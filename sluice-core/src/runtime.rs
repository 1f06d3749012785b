//! Process context and run orchestration: compile a graph, spawn one
//! worker per thread, join them, and report.

use crate::compiler;
use crate::env::{Env, DEFAULT_STATESTORE_MAX};
use crate::errors::{CompileError, ExecutionError};
use crate::graph::CompiledGraph;
use crate::module::ModuleRegistry;
use crate::scheduler::{
    reset_exit_flag, FlushBundle, GraphLayout, Handoff, KidSlot, SharedState, Worker,
};
use crate::DEFAULT_SHARED_QUEUE_LEN;
use crossbeam::channel;
use sluice_types::ast::Stmt;
use sluice_types::log::debug;
use sluice_types::node::ThreadId;
use std::sync::atomic::Ordering;
use std::sync::Arc;
use std::thread::Builder;

#[derive(Clone, Debug)]
pub struct RuntimeOptions {
    /// Fail compile when a non-source node ends up with no accepted
    /// input.
    pub input_validate: bool,
    pub verbose: bool,
    /// Skip the exit flush entirely.
    pub no_exit_flush: bool,
    pub seed: u32,
    /// How many times the source set is re-armed before exhaustion
    /// counts.
    pub loop_count: u32,
    pub shared_queue_len: usize,
    pub cpu_offset: Option<usize>,
    pub pin_cpus: bool,
    /// State-table report verbosity at teardown; 0 is silent.
    pub table_stats: u8,
    pub statestore_max: usize,
}

impl Default for RuntimeOptions {
    fn default() -> Self {
        let statestore_max = std::env::var("SLUICE_STATESTORE_MAX")
            .ok()
            .and_then(|v| v.parse().ok())
            .unwrap_or(DEFAULT_STATESTORE_MAX);
        Self {
            input_validate: false,
            verbose: false,
            no_exit_flush: false,
            seed: 0,
            loop_count: 1,
            shared_queue_len: DEFAULT_SHARED_QUEUE_LEN,
            cpu_offset: None,
            pin_cpus: false,
            table_stats: 0,
            statestore_max,
        }
    }
}

/// What a completed run reports back.
#[derive(Clone, Debug, Default)]
pub struct RunReport {
    pub work_size: u16,
    /// How many times dispatch diverted to a failover queue.
    pub recovery_entries: u64,
    pub detected_cycles: usize,
    /// Which inbound queues ran as the single-producer variant.
    pub spsc_queues: Vec<bool>,
}

pub struct Runtime {
    pub env: Env,
    pub modules: ModuleRegistry,
    pub opts: RuntimeOptions,
}

impl Runtime {
    pub fn new(modules: ModuleRegistry, opts: RuntimeOptions) -> Self {
        let env = Env::new(opts.seed, opts.statestore_max);
        Self { env, modules, opts }
    }

    pub fn compile(&mut self, ast: &[Stmt]) -> Result<CompiledGraph, CompileError> {
        compiler::compile(ast, &self.modules, &mut self.env, &self.opts)
    }

    /// Executes a compiled graph to completion: spawns workers 1..N,
    /// runs worker 0 on the calling thread, joins, flush included.
    pub fn run(&mut self, graph: CompiledGraph) -> Result<RunReport, ExecutionError> {
        let detected_cycles = graph.cycles.as_ref().map_or(0, |c| c.sccs.len());
        let (layout, mut instances) = GraphLayout::split(graph, &self.opts);
        let layout = Arc::new(layout);
        reset_exit_flag();
        let shared = Arc::new(SharedState::new(&layout, &self.opts));

        let (tx, rx) = channel::unbounded::<FlushBundle>();
        let mut workers = Vec::with_capacity(layout.work_size as usize);
        for t in 0..layout.work_size {
            let tid = ThreadId(t);
            let nodes = layout.thread_nodes[tid.index()]
                .iter()
                .map(|id| KidSlot {
                    node: *id,
                    instance: instances[id.index()].take().expect("instance present"),
                })
                .collect();
            workers.push(Worker::new(tid, nodes, layout.clone(), shared.clone()));
        }

        let worker0 = workers.remove(0);
        let mut handles = Vec::new();
        for worker in workers {
            let sender = tx.clone();
            let name = format!("sluice-worker-{}", worker.tid);
            handles.push(
                Builder::new()
                    .name(name)
                    .spawn(move || worker.run(Handoff::Secondary(sender)))?,
            );
        }
        drop(tx);

        debug!("starting graph on {} worker(s)", layout.work_size);
        let primary_result = worker0.run(Handoff::Primary(rx));

        let mut failure = None;
        for handle in handles {
            match handle.join() {
                Ok(Ok(())) => {}
                Ok(Err(e)) => failure = Some(e),
                Err(_) => failure = Some(ExecutionError::WorkerPanic),
            }
        }
        primary_result?;
        if let Some(e) = failure {
            return Err(e);
        }

        self.env.tables.summary(self.opts.table_stats);
        Ok(RunReport {
            work_size: layout.work_size,
            recovery_entries: shared.recovery_entries.load(Ordering::Relaxed),
            detected_cycles,
            spsc_queues: shared.queues.iter().map(|q| q.is_spsc()).collect(),
        })
    }

    /// Compile-and-run convenience.
    pub fn execute(&mut self, ast: &[Stmt]) -> Result<RunReport, ExecutionError> {
        let graph = self.compile(ast)?;
        self.run(graph)
    }
}
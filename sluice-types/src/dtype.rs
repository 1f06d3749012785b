use crate::label::LabelId;
use crate::types::{Field, Record};
use ahash::AHashMap;
use serde::{Deserialize, Serialize};
use std::fmt;

/// Stable data-type identifier assigned at registration.
#[derive(Clone, Copy, Debug, PartialEq, Eq, Hash, Serialize, Deserialize)]
pub struct TypeId(pub u32);

impl fmt::Display for TypeId {
    fn fmt(&self, f: &mut fmt::Formatter<'_>) -> fmt::Result {
        write!(f, "t{}", self.0)
    }
}

/// Location of the keying bytes within a record: which field, and the
/// byte span inside that field's encoding.
#[derive(Clone, Copy, Debug, PartialEq, Eq)]
pub struct KeySpan {
    pub field: usize,
    pub offset: usize,
    pub len: usize,
}

pub type HashLocator = fn(&Record) -> Option<KeySpan>;

/// A registered data type: name, subelement schema, and an optional
/// hash locator used by key-state consumers.
pub struct DataType {
    pub name: String,
    pub id: TypeId,
    /// Label attached to each field position, if any.
    pub schema: Vec<Option<LabelId>>,
    pub hash_locator: Option<HashLocator>,
}

impl fmt::Debug for DataType {
    fn fmt(&self, f: &mut fmt::Formatter<'_>) -> fmt::Result {
        f.debug_struct("DataType")
            .field("name", &self.name)
            .field("id", &self.id)
            .field("schema", &self.schema)
            .field("has_locator", &self.hash_locator.is_some())
            .finish()
    }
}

impl DataType {
    /// Extracts the key bytes of `rec` using this type's hash locator.
    pub fn key_of(&self, rec: &Record) -> Option<Vec<u8>> {
        let locator = self.hash_locator?;
        let span = locator(rec)?;
        let field = rec.fields().get(span.field)?;
        let bytes = field.as_key_bytes();
        if span.offset >= bytes.len() {
            return None;
        }
        let end = (span.offset + span.len).min(bytes.len());
        Some(bytes[span.offset..end].to_vec())
    }
}

/// Names of the types every runtime registers at startup.
pub const TUPLE_TYPE: &str = "TUPLE";
pub const BUFFER_TYPE: &str = "BUFFER";
pub const FLUSH_TYPE: &str = "FLUSH";
pub const MONITOR_TYPE: &str = "MONITOR";

/// Process-wide data-type table, discovered at startup.
#[derive(Debug, Default)]
pub struct TypeRegistry {
    types: Vec<DataType>,
    index: AHashMap<String, TypeId>,
}

impl TypeRegistry {
    pub fn new() -> Self {
        Self::default()
    }

    /// Registers a type under `name`. Re-registering a name returns the
    /// id of the existing type.
    pub fn register(
        &mut self,
        name: &str,
        schema: Vec<Option<LabelId>>,
        hash_locator: Option<HashLocator>,
    ) -> TypeId {
        if let Some(id) = self.index.get(name) {
            return *id;
        }
        let id = TypeId(self.types.len() as u32);
        self.types.push(DataType {
            name: name.to_string(),
            id,
            schema,
            hash_locator,
        });
        self.index.insert(name.to_string(), id);
        id
    }

    pub fn lookup(&self, name: &str) -> Option<TypeId> {
        self.index.get(name).copied()
    }

    pub fn get(&self, id: TypeId) -> &DataType {
        &self.types[id.0 as usize]
    }

    pub fn name(&self, id: TypeId) -> &str {
        &self.types[id.0 as usize].name
    }

    pub fn len(&self) -> usize {
        self.types.len()
    }

    pub fn is_empty(&self) -> bool {
        self.types.is_empty()
    }
}

#[cfg(test)]
mod tests {
    use super::*;

    fn first_field_locator(rec: &Record) -> Option<KeySpan> {
        let len = rec.fields().first()?.as_key_bytes().len();
        Some(KeySpan {
            field: 0,
            offset: 0,
            len,
        })
    }

    #[test]
    fn register_and_lookup() {
        let mut reg = TypeRegistry::new();
        let t = reg.register(TUPLE_TYPE, vec![], None);
        assert_eq!(reg.lookup(TUPLE_TYPE), Some(t));
        assert_eq!(reg.register(TUPLE_TYPE, vec![], None), t);
        assert_eq!(reg.name(t), TUPLE_TYPE);
    }

    #[test]
    fn key_extraction_follows_locator() {
        let mut reg = TypeRegistry::new();
        let t = reg.register("KEYED", vec![None], Some(first_field_locator));
        let rec = Record::with_fields(t, vec![Field::Str("alpha".into())]);
        assert_eq!(reg.get(t).key_of(&rec), Some(b"alpha".to_vec()));
    }
}
//! Exact-match keyed state table: sharded rows, seeded hashing, FIFO
//! expiration under a record cap, and an optional on-disk image.

use super::{StateTable, TableKind};
use crate::errors::TableError;
use sluice_types::ahash::RandomState;
use sluice_types::log::warn;
use sluice_types::parking_lot::Mutex;
use std::collections::{HashMap, VecDeque};
use std::hash::{BuildHasher, Hash, Hasher};
use std::io::{Read, Write};
use std::sync::atomic::{AtomicBool, AtomicU64, Ordering};

/// 13-byte identifier tag opening every serialized table image.
pub const KEYTABLE_TAG: &[u8; 13] = b"SLUICEKEYTB1 ";

const ROW_SHIFT: u32 = 6;

/// Ideal row-count exponent for a table expected to hold `records`
/// entries, leaving headroom of 20x before chains build up.
pub fn ideal_log2(records: u64) -> u32 {
    let target = records.saturating_mul(20).max(2);
    64 - (target - 1).leading_zeros() + 1
}

#[derive(Default)]
struct Row {
    map: HashMap<Vec<u8>, u64>,
    order: VecDeque<Vec<u8>>,
}

/// Hash-backed exact-match table. Rows are individually locked; the
/// post-compile sharing verification clears `thread_safe` when only one
/// node ended up using the table.
pub struct KeyTable {
    rows: Box<[Mutex<Row>]>,
    hasher: RandomState,
    seed: u32,
    max_records: usize,
    thread_safe: AtomicBool,
    expired: AtomicU64,
    label: Option<String>,
}

impl KeyTable {
    pub fn new(max_records: usize, seed: u32, label: Option<String>) -> Self {
        let log2 = ideal_log2(max_records as u64).min(20).max(ROW_SHIFT);
        Self::with_log2(log2, max_records, seed, label)
    }

    fn with_log2(log2: u32, max_records: usize, seed: u32, label: Option<String>) -> Self {
        let nrows = 1usize << (log2.saturating_sub(ROW_SHIFT)).max(1);
        let rows = (0..nrows)
            .map(|_| Mutex::new(Row::default()))
            .collect::<Vec<_>>()
            .into_boxed_slice();
        Self {
            rows,
            hasher: RandomState::with_seeds(
                seed as u64,
                (seed as u64).rotate_left(17) ^ 0x9e37_79b9,
                (seed as u64).rotate_left(31) ^ 0x85eb_ca6b,
                (seed as u64).rotate_left(47) ^ 0xc2b2_ae35,
            ),
            seed,
            max_records: max_records.max(1),
            thread_safe: AtomicBool::new(true),
            expired: AtomicU64::new(0),
            label,
        }
    }

    fn row_of(&self, key: &[u8]) -> &Mutex<Row> {
        let mut h = self.hasher.build_hasher();
        key.hash(&mut h);
        let idx = (h.finish() as usize) & (self.rows.len() - 1);
        &self.rows[idx]
    }

    fn row_cap(&self) -> usize {
        (self.max_records / self.rows.len()).max(1)
    }

    pub fn label(&self) -> Option<&str> {
        self.label.as_deref()
    }

    pub fn check(&self, key: &[u8]) -> bool {
        self.row_of(key).lock().map.contains_key(key)
    }

    pub fn get(&self, key: &[u8]) -> Option<u64> {
        self.row_of(key).lock().map.get(key).copied()
    }

    /// Applies `f` to the state under `key`, inserting a zero state
    /// first if the key is new. When the insertion pushes the row over
    /// its share of the record cap, the oldest entry in the row is
    /// expired and returned so the caller can emit it.
    pub fn update<F: FnOnce(&mut u64)>(&self, key: &[u8], f: F) -> Option<(Vec<u8>, u64)> {
        let row = self.row_of(key);
        let mut guard = row.lock();
        let mut evicted = None;
        if !guard.map.contains_key(key) {
            if guard.map.len() >= self.row_cap() {
                while let Some(old) = guard.order.pop_front() {
                    if let Some(state) = guard.map.remove(&old) {
                        self.expired.fetch_add(1, Ordering::Relaxed);
                        evicted = Some((old, state));
                        break;
                    }
                }
            }
            guard.map.insert(key.to_vec(), 0);
            guard.order.push_back(key.to_vec());
        }
        if let Some(state) = guard.map.get_mut(key) {
            f(state);
        }
        evicted
    }

    pub fn insert(&self, key: &[u8], value: u64) -> Option<(Vec<u8>, u64)> {
        self.update(key, |state| *state = value)
    }

    pub fn remove(&self, key: &[u8]) -> Option<u64> {
        let mut guard = self.row_of(key).lock();
        let out = guard.map.remove(key);
        if out.is_some() {
            guard.order.retain(|k| k != key);
        }
        out
    }

    pub fn len(&self) -> usize {
        self.rows.iter().map(|r| r.lock().map.len()).sum()
    }

    pub fn is_empty(&self) -> bool {
        self.len() == 0
    }

    /// Removes every entry, invoking `f` on each. Batch expiration and
    /// exit-flush emission both land here.
    pub fn drain_all<F: FnMut(&[u8], u64)>(&self, mut f: F) {
        for row in self.rows.iter() {
            let mut guard = row.lock();
            let order = std::mem::take(&mut guard.order);
            for key in order {
                if let Some(state) = guard.map.remove(&key) {
                    f(&key, state);
                }
            }
            guard.map.clear();
        }
    }

    /// Serializes the table: tag, log2 row count (auto-reduced toward
    /// the ideal size for the current population), hash seed, entry
    /// count, then the raw entries.
    pub fn dump<W: Write>(&self, w: &mut W) -> Result<(), TableError> {
        let entries: Vec<(Vec<u8>, u64)> = {
            let mut out = Vec::new();
            for row in self.rows.iter() {
                let guard = row.lock();
                for key in &guard.order {
                    if let Some(v) = guard.map.get(key) {
                        out.push((key.clone(), *v));
                    }
                }
            }
            out
        };
        let current_log2 = self.rows.len().trailing_zeros() + ROW_SHIFT;
        let log2 = current_log2.min(ideal_log2(entries.len() as u64));
        w.write_all(KEYTABLE_TAG)?;
        w.write_all(&log2.to_le_bytes())?;
        w.write_all(&self.seed.to_le_bytes())?;
        w.write_all(&(entries.len() as u64).to_le_bytes())?;
        for (key, value) in entries {
            w.write_all(&(key.len() as u32).to_le_bytes())?;
            w.write_all(&key)?;
            w.write_all(&value.to_le_bytes())?;
        }
        Ok(())
    }

    /// Reads a table image back. A truncated or mistagged image is an
    /// error; callers that tolerate partial state log it and start
    /// empty.
    pub fn load<R: Read>(r: &mut R, max_records: usize) -> Result<Self, TableError> {
        let mut tag = [0u8; 13];
        r.read_exact(&mut tag).map_err(|_| TableError::ShortImage)?;
        if &tag != KEYTABLE_TAG {
            return Err(TableError::BadImage(format!(
                "unrecognized tag {:?}",
                String::from_utf8_lossy(&tag)
            )));
        }
        let mut word = [0u8; 4];
        r.read_exact(&mut word).map_err(|_| TableError::ShortImage)?;
        let log2 = u32::from_le_bytes(word);
        if log2 > 32 {
            return Err(TableError::BadImage(format!("log2 size {log2} out of range")));
        }
        r.read_exact(&mut word).map_err(|_| TableError::ShortImage)?;
        let seed = u32::from_le_bytes(word);
        let mut count_word = [0u8; 8];
        r.read_exact(&mut count_word)
            .map_err(|_| TableError::ShortImage)?;
        let count = u64::from_le_bytes(count_word);
        let table = Self::with_log2(log2.max(ROW_SHIFT), max_records, seed, None);
        for _ in 0..count {
            r.read_exact(&mut word).map_err(|_| TableError::ShortImage)?;
            let klen = u32::from_le_bytes(word) as usize;
            let mut key = vec![0u8; klen];
            r.read_exact(&mut key).map_err(|_| TableError::ShortImage)?;
            r.read_exact(&mut count_word)
                .map_err(|_| TableError::ShortImage)?;
            table.insert(&key, u64::from_le_bytes(count_word));
        }
        Ok(table)
    }

    /// Load that tolerates a damaged image by starting empty, unless
    /// `readonly` demands the image be intact.
    pub fn load_or_empty<R: Read>(
        r: &mut R,
        max_records: usize,
        seed: u32,
        readonly: bool,
    ) -> Result<Self, TableError> {
        match Self::load(r, max_records) {
            Ok(t) => Ok(t),
            Err(e) if !readonly => {
                warn!("state table image unusable ({e}); starting empty");
                Ok(Self::new(max_records, seed, None))
            }
            Err(e) => Err(e),
        }
    }
}

impl StateTable for KeyTable {
    fn kind(&self) -> TableKind {
        TableKind::ExactMatch
    }

    fn mem_used(&self) -> u64 {
        self.rows
            .iter()
            .map(|r| {
                let guard = r.lock();
                guard
                    .map
                    .iter()
                    .map(|(k, _)| (k.len() + 8) as u64)
                    .sum::<u64>()
            })
            .sum()
    }

    fn hash_seed(&self) -> u32 {
        self.seed
    }

    fn expire_count(&self) -> u64 {
        self.expired.load(Ordering::Relaxed)
    }

    fn thread_safe(&self) -> bool {
        self.thread_safe.load(Ordering::Acquire)
    }

    fn set_thread_safe(&self, on: bool) {
        self.thread_safe.store(on, Ordering::Release);
    }
}

#[cfg(test)]
mod tests {
    use super::*;

    #[test]
    fn update_counts_and_checks() {
        let t = KeyTable::new(1024, 7, None);
        assert!(!t.check(b"a"));
        t.update(b"a", |s| *s += 1);
        t.update(b"a", |s| *s += 1);
        t.update(b"b", |s| *s += 1);
        assert_eq!(t.get(b"a"), Some(2));
        assert_eq!(t.get(b"b"), Some(1));
        assert!(t.check(b"a"));
        assert_eq!(t.len(), 2);
    }

    #[test]
    fn expiration_evicts_oldest_in_row() {
        // One row so eviction order is observable.
        let t = KeyTable::with_log2(ROW_SHIFT, 2, 0, None);
        assert_eq!(t.rows.len(), 2);
        // Force both keys into row coverage regardless of hashing by
        // filling well past the cap.
        let mut evicted = 0;
        for i in 0..100u64 {
            if t.insert(&i.to_le_bytes(), i).is_some() {
                evicted += 1;
            }
        }
        assert!(evicted > 0);
        assert_eq!(t.expire_count(), evicted);
        assert!(t.len() <= 2 * t.row_cap());
    }

    #[test]
    fn dump_reload_agrees_on_every_probed_key() {
        let t = KeyTable::new(4096, 42, None);
        for i in 0..200u64 {
            t.insert(format!("key-{i}").as_bytes(), i * 3);
        }
        let mut image = Vec::new();
        t.dump(&mut image).unwrap();
        assert_eq!(&image[..13], KEYTABLE_TAG);
        let back = KeyTable::load(&mut image.as_slice(), 4096).unwrap();
        assert_eq!(back.hash_seed(), 42);
        for i in 0..400u64 {
            let key = format!("key-{i}");
            assert_eq!(back.check(key.as_bytes()), t.check(key.as_bytes()));
            assert_eq!(back.get(key.as_bytes()), t.get(key.as_bytes()));
        }
    }

    #[test]
    fn damaged_image_starts_empty_unless_readonly() {
        let garbage = b"not a table image at all";
        let t = KeyTable::load_or_empty(&mut &garbage[..], 128, 5, false).unwrap();
        assert!(t.is_empty());
        assert!(KeyTable::load_or_empty(&mut &garbage[..], 128, 5, true).is_err());
    }

    #[test]
    fn ideal_bits_formula() {
        // ceil(log2(20 * records)) + 1
        assert_eq!(ideal_log2(1), 6); // 20 -> ceil=5, +1
        assert_eq!(ideal_log2(100), 12); // 2000 -> ceil=11, +1
    }
}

REQUIREMENT:
In the data above, find each line where the string "false" appears, then copy it.

RESPONSE TO THE EXERCISE:
            input_validate: false,
            verbose: false,
            no_exit_flush: false,
            pin_cpus: false,
        let t = KeyTable::load_or_empty(&mut &garbage[..], 128, 5, false).unwrap();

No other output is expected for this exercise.